In this notebook, the following models are built to practice machine translation from English to French:  
<li> Simple RNN
<li> RNN with embedding
<li> Bidirectional RNN
<li> Encoder-decoder Model


*Reference*:<br> 
https://towardsdatascience.com/neural-machine-translation-with-python-c2f0a34f7dd<br>
https://github.com/susanli2016/NLP-with-Python

In [1]:
import collections
import utils
import numpy as np
import project_tests as tests

from keras.preprocessing.text import Tokenizer
from keras.preprocessing.sequence import pad_sequences
from keras.models import Model
from keras.layers import GRU, Input, Dense, TimeDistributed, Activation, RepeatVector, Bidirectional
from keras.layers.embeddings import Embedding
from keras.optimizers import Adam
from keras.losses import sparse_categorical_crossentropy

Using TensorFlow backend.


**Load the [data](https://github.com/susanli2016/NLP-with-Python/tree/master/data)**: a *small_vocab_en* file that contains English sentences and their French translations in the *small_vocab_fr*.

In [2]:
english_sents = utils.load_data('data/small_vocab_en.txt')
french_sents = utils.load_data('data/small_vocab_fr.txt')
print('Dataset loaded')

Dataset loaded


In [3]:
for line_i in range(2):
    print('small_vocab_en line %d: %s' % (line_i+1, english_sents[line_i]))
    print('french_vocab_en line %d: %s' % (line_i+1, french_sents[line_i]))
    print('----------------------------------------------')

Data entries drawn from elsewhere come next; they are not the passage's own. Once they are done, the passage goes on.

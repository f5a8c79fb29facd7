//! Blog content helpers: slug/excerpt derivation and markdown rendering.

pub mod markdown;
pub mod slug;

pub use markdown::render_markdown;
pub use slug::{derive_excerpt, derive_slug, ELLIPSIS, EXCERPT_LENGTH};
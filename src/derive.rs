//! Fields computed from a document rather than authored in it.
//!
//! | Field | Source | Rule |
//! |-------|--------|------|
//! | `slug` | file stem | spaces → `-`, lowercased; punctuation kept |
//! | `read_time` | raw body | words ÷ words-per-minute, rounded up, at least 1 |
//! | `dates` | `date` fields | parsed to UTC timestamps |
//!
//! Read time counts the prose a reader actually reads: fenced code blocks
//! (fence lines included) and HTML-like tags are removed before counting
//! whitespace-separated words.

use crate::compile::CompiledBody;
use crate::compile::directives::{fence_closes, fence_opens};
use crate::loader::SourceDocument;
use crate::schema::Schema;
use crate::validate::{FieldValue, Metadata};
use chrono::{DateTime, NaiveDate, NaiveDateTime, Utc};
use serde::Serialize;
use std::collections::BTreeMap;
use thiserror::Error;

#[derive(Error, Debug, Clone, PartialEq)]
pub enum DeriveError {
    #[error("field `{field}`: cannot parse date `{value}`")]
    DateParse { field: String, value: String },
}

/// Derived fields of one record.
#[derive(Debug, Clone, PartialEq, Serialize)]
pub struct DerivedFields {
    pub slug: String,
    /// Display form, e.g. `"4 min read"`.
    pub read_time: String,
    pub read_minutes: u32,
    /// Parsed value of every non-null `date` field.
    pub dates: BTreeMap<String, DateTime<Utc>>,
}

/// Compute the derived fields for one validated, compiled document.
pub fn derive(
    doc: &SourceDocument,
    schema: &Schema,
    metadata: &Metadata,
    body: &CompiledBody,
    words_per_minute: u32,
) -> Result<DerivedFields, DeriveError> {
    let mut dates = BTreeMap::new();
    for field in schema.date_fields() {
        if let Some(FieldValue::Date(value)) = metadata.get(field) {
            let parsed = parse_date(value).ok_or_else(|| DeriveError::DateParse {
                field: field.to_string(),
                value: value.clone(),
            })?;
            dates.insert(field.to_string(), parsed);
        }
    }

    let read_minutes = read_minutes(&body.raw, words_per_minute);
    Ok(DerivedFields {
        slug: slug(&doc.file_stem),
        read_time: format_read_time(read_minutes),
        read_minutes,
        dates,
    })
}

/// URL slug from a file stem: `"Hello World"` → `"hello-world"`.
pub fn slug(file_stem: &str) -> String {
    file_stem.replace(' ', "-").to_lowercase()
}

/// Estimated reading time, e.g. `"3 min read"`.
pub fn read_time(raw: &str, words_per_minute: u32) -> String {
    format_read_time(read_minutes(raw, words_per_minute))
}

fn format_read_time(minutes: u32) -> String {
    format!("{minutes} min read")
}

fn read_minutes(raw: &str, words_per_minute: u32) -> u32 {
    let words = count_words(raw);
    let wpm = words_per_minute.max(1);
    words.div_ceil(wpm).max(1)
}

fn count_words(raw: &str) -> u32 {
    let prose = strip_tags(&strip_fenced_code(raw));
    prose.split_whitespace().count() as u32
}

fn strip_fenced_code(raw: &str) -> String {
    let mut out = String::with_capacity(raw.len());
    let mut fence = None;
    for line in raw.lines() {
        match fence {
            Some(marker) => {
                if fence_closes(line, marker) {
                    fence = None;
                }
            }
            None => match fence_opens(line) {
                Some(marker) => fence = Some(marker),
                None => {
                    out.push_str(line);
                    out.push('\n');
                }
            },
        }
    }
    out
}

/// Remove `<...>` runs. An unmatched `<` is kept as text.
fn strip_tags(text: &str) -> String {
    let mut out = String::with_capacity(text.len());
    let mut rest = text;
    while let Some(open) = rest.find('<') {
        match rest[open..].find('>') {
            Some(close) => {
                out.push_str(&rest[..open]);
                out.push(' ');
                rest = &rest[open + close + 1..];
            }
            None => break,
        }
    }
    out.push_str(rest);
    out
}

/// Parse an authored date into UTC.
///
/// Accepts RFC 3339 (`2024-03-01T09:30:00+02:00`), a zoneless date-time
/// (`2024-03-01T09:30[:00]`, `T` or space separated, read as UTC) and a
/// bare date (`2024-03-01`, midnight UTC).
pub fn parse_date(value: &str) -> Option<DateTime<Utc>> {
    let value = value.trim();
    if let Ok(dt) = DateTime::parse_from_rfc3339(value) {
        return Some(dt.with_timezone(&Utc));
    }
    const NAIVE_FORMATS: &[&str] = &[
        "%Y-%m-%dT%H:%M:%S",
        "%Y-%m-%dT%H:%M",
        "%Y-%m-%d %H:%M:%S",
        "%Y-%m-%d %H:%M",
    ];
    for format in NAIVE_FORMATS {
        if let Ok(naive) = NaiveDateTime::parse_from_str(value, format) {
            return Some(naive.and_utc());
        }
    }
    NaiveDate::parse_from_str(value, "%Y-%m-%d")
        .ok()
        .and_then(|date| date.and_hms_opt(0, 0, 0))
        .map(|naive| naive.and_utc())
}
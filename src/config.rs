//! Pipeline configuration module.
//!
//! Handles loading, validating, and merging `config.toml`. The file lives in
//! the content root; every path inside it is relative to that root.
//!
//! ## Configuration Options
//!
//! ```toml
//! # All options are optional - defaults shown below
//!
//! [collections.posts]
//! directory = "posts"           # Relative to the content root
//! include = "**/*.{md,mdx}"     # Glob matched against paths inside `directory`
//!
//! [collections.posts.fields]
//! title = { type = "string" }
//! publishDate = { type = "date" }
//! tags = { type = "string-array" }
//! author = { type = "string", default = "Anonymous" }
//!
//! [markup]
//! extensions = ["callout", "youtube", "figure"]  # Embedded block types
//!
//! [read_time]
//! words_per_minute = 300
//!
//! [processing]
//! max_processes = 4             # Max parallel workers (omit for auto = CPU cores)
//! ```
//!
//! ## Partial Configuration
//!
//! Config files are sparse: override just the values you want. The one
//! exception is `[collections]`: if the user file declares any collection,
//! the stock `posts`/`projects` collections are dropped and only the user's
//! collections are built. Merging collection by collection would leave stock
//! kinds pointing at directories that do not exist.
//!
//! Unknown keys are rejected to catch typos early.

use crate::compile::directives::BUILTIN_BLOCKS;
use crate::schema::{FieldSpec, FieldType};
use crate::validate;
use serde::{Deserialize, Serialize};
use std::collections::BTreeMap;
use std::fs;
use std::path::Path;
use thiserror::Error;

/// Name of the configuration file inside the content root.
pub const CONFIG_FILENAME: &str = "config.toml";

#[derive(Error, Debug)]
pub enum ConfigError {
    #[error("IO error: {0}")]
    Io(#[from] std::io::Error),
    #[error("TOML parse error: {0}")]
    Toml(#[from] toml::de::Error),
    #[error("TOML serialize error: {0}")]
    TomlSerialize(#[from] toml::ser::Error),
    #[error("Config validation error: {0}")]
    Validation(String),
}

/// Pipeline configuration loaded from `config.toml`.
///
/// All fields have defaults. User config files need only specify the values
/// they want to override. Unknown keys are rejected.
#[derive(Debug, Clone, PartialEq, Serialize, Deserialize)]
#[serde(default, deny_unknown_fields)]
pub struct PipelineConfig {
    /// One entry per document kind, keyed by kind name.
    pub collections: BTreeMap<String, CollectionConfig>,
    /// Body compiler settings.
    pub markup: MarkupConfig,
    /// Reading-time estimate settings.
    pub read_time: ReadTimeConfig,
    /// Parallel processing settings.
    pub processing: ProcessingConfig,
}

impl Default for PipelineConfig {
    fn default() -> Self {
        Self {
            collections: stock_collections(),
            markup: MarkupConfig::default(),
            read_time: ReadTimeConfig::default(),
            processing: ProcessingConfig::default(),
        }
    }
}

impl PipelineConfig {
    /// Validate config values are within acceptable ranges.
    pub fn validate(&self) -> Result<(), ConfigError> {
        if self.read_time.words_per_minute == 0 {
            return Err(ConfigError::Validation(
                "read_time.words_per_minute must be greater than zero".into(),
            ));
        }
        for ext in &self.markup.extensions {
            if !BUILTIN_BLOCKS.contains(&ext.as_str()) {
                return Err(ConfigError::Validation(format!(
                    "markup.extensions: unknown block type '{ext}' (known: {})",
                    BUILTIN_BLOCKS.join(", ")
                )));
            }
        }
        for (kind, collection) in &self.collections {
            collection.validate(kind)?;
        }
        Ok(())
    }
}

/// Where one document kind lives and what its front-matter looks like.
#[derive(Debug, Clone, PartialEq, Serialize, Deserialize)]
#[serde(deny_unknown_fields)]
pub struct CollectionConfig {
    /// Directory holding the documents, relative to the content root.
    pub directory: String,
    /// Glob selecting documents inside `directory`.
    #[serde(default = "default_include")]
    pub include: String,
    /// Front-matter schema for this kind.
    #[serde(default)]
    pub fields: BTreeMap<String, FieldSpec>,
}

fn default_include() -> String {
    "**/*.{md,mdx}".to_string()
}

impl CollectionConfig {
    fn validate(&self, kind: &str) -> Result<(), ConfigError> {
        if self.directory.trim().is_empty() {
            return Err(ConfigError::Validation(format!(
                "collections.{kind}.directory must not be empty"
            )));
        }
        if let Err(e) = globset::Glob::new(&self.include) {
            return Err(ConfigError::Validation(format!(
                "collections.{kind}.include: {e}"
            )));
        }
        for (name, spec) in &self.fields {
            if spec.field_type == FieldType::OptionalString && spec.required == Some(true) {
                return Err(ConfigError::Validation(format!(
                    "collections.{kind}.fields.{name}: optional-string cannot be required"
                )));
            }
            if let Some(default) = &spec.default
                && let Err(e) = validate::coerce(spec.field_type, default)
            {
                return Err(ConfigError::Validation(format!(
                    "collections.{kind}.fields.{name}: default must be {}, got {}",
                    e.expected, e.received
                )));
            }
        }
        Ok(())
    }
}

/// Body compiler settings.
#[derive(Debug, Clone, PartialEq, Serialize, Deserialize)]
#[serde(default, deny_unknown_fields)]
pub struct MarkupConfig {
    /// Embedded block types (`:::name`) the compiler accepts.
    pub extensions: Vec<String>,
}

impl Default for MarkupConfig {
    fn default() -> Self {
        Self {
            extensions: BUILTIN_BLOCKS.iter().map(|s| s.to_string()).collect(),
        }
    }
}

/// Reading-time estimate settings.
#[derive(Debug, Clone, PartialEq, Serialize, Deserialize)]
#[serde(default, deny_unknown_fields)]
pub struct ReadTimeConfig {
    pub words_per_minute: u32,
}

impl Default for ReadTimeConfig {
    fn default() -> Self {
        Self {
            words_per_minute: 300,
        }
    }
}

/// Parallel processing settings.
#[derive(Debug, Clone, Default, PartialEq, Serialize, Deserialize)]
#[serde(default, deny_unknown_fields)]
pub struct ProcessingConfig {
    /// Maximum number of documents compiled in parallel.
    /// When absent or null, defaults to the number of CPU cores.
    /// Values larger than the core count are clamped down.
    pub max_processes: Option<usize>,
}

/// Resolve the effective thread count from config.
///
/// - `None` → use all available cores
/// - `Some(n)` → use `min(n, cores)` (user can constrain down, not up)
pub fn effective_threads(config: &ProcessingConfig) -> usize {
    let cores = std::thread::available_parallelism()
        .map(|n| n.get())
        .unwrap_or(1);
    config
        .max_processes
        .map(|n| n.clamp(1, cores))
        .unwrap_or(cores)
}

fn stock_collections() -> BTreeMap<String, CollectionConfig> {
    let field = |name: &str, ty: FieldType| (name.to_string(), FieldSpec::new(ty));

    let posts = CollectionConfig {
        directory: "posts".to_string(),
        include: default_include(),
        fields: BTreeMap::from([
            field("title", FieldType::String),
            field("publishDate", FieldType::Date),
            field("description", FieldType::String),
            field("category", FieldType::String),
            field("tags", FieldType::StringArray),
            field("thumbnail", FieldType::String),
            field("author", FieldType::String),
        ]),
    };
    let projects = CollectionConfig {
        directory: "projects".to_string(),
        include: default_include(),
        fields: BTreeMap::from([
            field("name", FieldType::String),
            field("year", FieldType::Number),
            field("studyCase", FieldType::String),
            field("description", FieldType::String),
            field("techStack", FieldType::StringArray),
            field("thumbnail", FieldType::String),
            field("linkLive", FieldType::OptionalString),
            field("linkGithub", FieldType::OptionalString),
        ]),
    };

    BTreeMap::from([
        ("posts".to_string(), posts),
        ("projects".to_string(), projects),
    ])
}

// =============================================================================
// Config loading, merging, and validation
// =============================================================================

/// Returns the stock default config as a `toml::Value::Table`.
///
/// This is the canonical representation of all default values, used as the
/// base layer for merging user overrides on top.
pub fn stock_defaults_value() -> Result<toml::Value, ConfigError> {
    Ok(toml::Value::try_from(PipelineConfig::default())?)
}

/// Recursively merge `overlay` on top of `base`.
///
/// - Tables are merged key-by-key (overlay keys override base keys).
/// - Non-table values in overlay replace base values entirely.
/// - Keys in base that are not in overlay are preserved.
pub fn merge_toml(base: toml::Value, overlay: toml::Value) -> toml::Value {
    match (base, overlay) {
        (toml::Value::Table(mut base_table), toml::Value::Table(overlay_table)) => {
            for (key, overlay_val) in overlay_table {
                let merged = match base_table.remove(&key) {
                    Some(base_val) => merge_toml(base_val, overlay_val),
                    None => overlay_val,
                };
                base_table.insert(key, merged);
            }
            toml::Value::Table(base_table)
        }
        (_, overlay) => overlay,
    }
}

/// Load `config.toml` from a directory as a raw TOML value.
///
/// Returns `Ok(None)` if no `config.toml` exists in the directory.
/// Returns `Err` if the file exists but contains invalid TOML.
pub fn load_raw_config(path: &Path) -> Result<Option<toml::Value>, ConfigError> {
    let config_path = path.join(CONFIG_FILENAME);
    if !config_path.exists() {
        return Ok(None);
    }
    let content = fs::read_to_string(&config_path)?;
    let value: toml::Value = toml::from_str(&content)?;
    Ok(Some(value))
}

/// Merge an optional overlay onto a base value, then deserialize and validate.
pub fn resolve_config(
    mut base: toml::Value,
    overlay: Option<toml::Value>,
) -> Result<PipelineConfig, ConfigError> {
    let merged = match overlay {
        Some(ov) => {
            if ov.get("collections").is_some()
                && let toml::Value::Table(table) = &mut base
            {
                table.remove("collections");
            }
            merge_toml(base, ov)
        }
        None => base,
    };
    let config: PipelineConfig = merged.try_into()?;
    config.validate()?;
    Ok(config)
}

/// Load config from `config.toml` in the content root.
///
/// Merges user values on top of stock defaults, rejects unknown keys,
/// and validates the result.
pub fn load_config(root: &Path) -> Result<PipelineConfig, ConfigError> {
    let base = stock_defaults_value()?;
    let overlay = load_raw_config(root)?;
    resolve_config(base, overlay)
}

/// Returns a fully-commented stock `config.toml` with all keys and explanations.
///
/// Used by the `gen-config` CLI command.
pub fn stock_config_toml() -> &'static str {
    r##"# Folio Configuration
# ===================
# All settings are optional. Remove or comment out any you don't need.
# Values shown below are the defaults.
#
# Place this file in the content root. Paths are relative to that root.
# Unknown keys will cause an error.

# ---------------------------------------------------------------------------
# Collections
# ---------------------------------------------------------------------------
# One table per document kind. Declaring any collection here replaces the
# stock `posts` and `projects` collections entirely.
#
# Field types: string, string-array, number, optional-string, date
# Fields are required unless `required = false`, a `default` is given, or
# the type is optional-string. Front-matter keys not listed are ignored.

[collections.posts]
directory = "posts"
include = "**/*.{md,mdx}"

[collections.posts.fields]
title = { type = "string" }
publishDate = { type = "date" }
description = { type = "string" }
category = { type = "string" }
tags = { type = "string-array" }
thumbnail = { type = "string" }
author = { type = "string" }

[collections.projects]
directory = "projects"
include = "**/*.{md,mdx}"

[collections.projects.fields]
name = { type = "string" }
year = { type = "number" }
studyCase = { type = "string" }
description = { type = "string" }
techStack = { type = "string-array" }
thumbnail = { type = "string" }
linkLive = { type = "optional-string" }
linkGithub = { type = "optional-string" }

# ---------------------------------------------------------------------------
# Markup
# ---------------------------------------------------------------------------
[markup]
# Embedded block types accepted in document bodies (`:::name ... :::`).
# A block whose type is not listed here fails the build.
extensions = ["callout", "youtube", "figure"]

# ---------------------------------------------------------------------------
# Reading time
# ---------------------------------------------------------------------------
[read_time]
# Words per minute used for the "<N> min read" estimate.
words_per_minute = 300

# ---------------------------------------------------------------------------
# Processing
# ---------------------------------------------------------------------------
[processing]
# Maximum documents compiled in parallel.
# Omit or comment out to auto-detect (= number of CPU cores).
# max_processes = 4
"##
}
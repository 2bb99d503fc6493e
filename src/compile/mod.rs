//! Body compilation: raw markdown body → static HTML.
//!
//! ```text
//! raw body ──► directives::parse ──► [Markdown | Directive{children}]*
//!                                          │
//!                               flatten: each block becomes an
//!                               open/close comment marker pair
//!                                          │
//!                           one pulldown-cmark pass over the whole body
//!                           + anchors + highlight + block markup at markers
//!                                          ▼
//!                           CompiledBody { html, headings, digest }
//! ```
//!
//! ## Markdown
//!
//! CommonMark via `pulldown-cmark` with tables, footnotes, strikethrough,
//! task lists and `{#id}` heading attributes. The body is parsed once, so
//! reference links and footnotes resolve across block boundaries. The event
//! stream is rewritten on the way through:
//!
//! - **Headings** get an `id` anchor (GitHub style: lowercase, spaces and
//!   hyphens become `-`, other punctuation dropped). Repeats are suffixed
//!   `-1`, `-2`, … across the whole body, including text inside blocks. An
//!   explicit `{#id}` is kept as written and generated anchors step around
//!   it; the same explicit id twice is a compile error.
//! - **Fenced code** is replaced by the output of [`highlight::render`].
//! - **Block markers** are replaced by the block's opening and closing markup.
//!
//! ## Determinism
//!
//! Compilation reads no files, clocks or environment. The same raw body and
//! the same [`MarkupConfig`] always produce byte-identical HTML, and
//! [`CompiledBody::digest`] (SHA-256 of the HTML) identifies that output.

pub mod directives;
pub mod highlight;

use crate::config::MarkupConfig;
use directives::{Block, Directive};
use pulldown_cmark::{CodeBlockKind, CowStr, Event, Options, Parser, Tag, TagEnd};
use pulldown_cmark::html as md_html;
use serde::Serialize;
use sha2::{Digest, Sha256};
use std::collections::{BTreeSet, HashSet};
use thiserror::Error;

small_vocab_en line 1: new jersey is sometimes quiet during autumn , and it is snowy in april .
french_vocab_en line 1: new jersey est parfois calme pendant l' automne , et il est neigeux en avril .
----------------------------------------------
small_vocab_en line 2: the united states is usually chilly during july , and it is usually freezing in november .
french_vocab_en line 2: les états-unis est généralement froid en juillet , et il gèle habituellement en novembre .
----------------------------------------------


**Note: the complexity of the problem is determined by the complexity of vocabulary**
<br> The below function summarize the vocabulary of the dataset

In [9]:
from nltk.tokenize import sent_tokenize, word_tokenize
from collections import Counter

In [35]:
def get_word_summary(list_of_sents, lang):
    word_counts = Counter()
    for sent in list_of_sents:
        for word in word_tokenize(sent):
            word_counts[word] += 1
    vocab = set(word_counts.keys())
    print('%d %s words' % (sum(word_counts.values()), lang))
    print('%d unique %s words' % (len(vocab), lang))
    print('19 most common words:', word_counts.most_common(10))
    return word_counts, vocab

In [36]:
eng_words, eng_vocab = get_word_summary(english_sents, 'english')

1831620 english words
200 unique english words
19 most common words: [('is', 205882), (',', 140897), ('.', 137049), ('in', 75525), ('it', 75377), ('during', 74933), ('the', 67628), ('but', 63987), ('and', 59850), ('sometimes', 37746)]


In [37]:
french_words, french_vocab = get_word_summary(french_sents, 'french')

2000741 french words
354 unique french words
19 most common words: [('est', 196809), ('.', 137048), (',', 123135), ('en', 105768), ('il', 84079), ('les', 65255), ('mais', 63987), ('et', 59851), ('la', 49861), ("'", 38017)]


## Preprocessing
In this part, we will use the one-hot representation with paddings to make all the text sequences the same length

### The one-hot encoding part

In [65]:
def keras_tokenizer(list_of_strings):
    tk = Tokenizer()
    tk.fit_on_texts(list_of_strings)
    return tk.texts_to_sequences(list_of_strings), tk

In [71]:
eng_indexed_seq, eng_tokenizer = keras_tokenizer(english_sents)
print(eng_indexed_seq[:10])

[[17, 23, 1, 8, 67, 4, 39, 7, 3, 1, 55, 2, 44], [5, 20, 21, 1, 9, 62, 4, 43, 7, 3, 1, 9, 51, 2, 45], [22, 1, 9, 67, 4, 38, 7, 3, 1, 9, 68, 2, 34], [5, 20, 21, 1, 8, 64, 4, 34, 7, 3, 1, 57, 2, 42], [29, 12, 16, 13, 1, 5, 82, 6, 30, 12, 16, 1, 5, 83], [31, 11, 13, 1, 5, 84, 6, 30, 11, 1, 5, 82], [18, 1, 66, 4, 47, 6, 3, 1, 9, 62, 2, 43], [17, 23, 1, 60, 4, 35, 7, 3, 1, 10, 68, 2, 38], [49, 12, 16, 13, 1, 5, 85, 6, 30, 12, 16, 1, 5, 82], [5, 20, 21, 1, 8, 60, 4, 36, 7, 3, 1, 8, 56, 2, 45]]


### The padding part

In [72]:
def keras_padding(sequence, length = None):
    if length is None:
        length = max([len(sent) for sent in sequence])
    return pad_sequences(sequence, maxlen=length, padding='post')

In [73]:
keras_padding(eng_indexed_seq)

array([[17, 23,  1, ..., 44,  0,  0],
       [ 5, 20, 21, ..., 51,  2, 45],
       [22,  1,  9, ..., 34,  0,  0],
       ..., 
       [24,  1, 10, ..., 54,  0,  0],
       [ 5, 84,  1, ...,  0,  0,  0],
       [ 0,  0,  0, ...,  0,  0,  0]], dtype=int32)

### Pipeline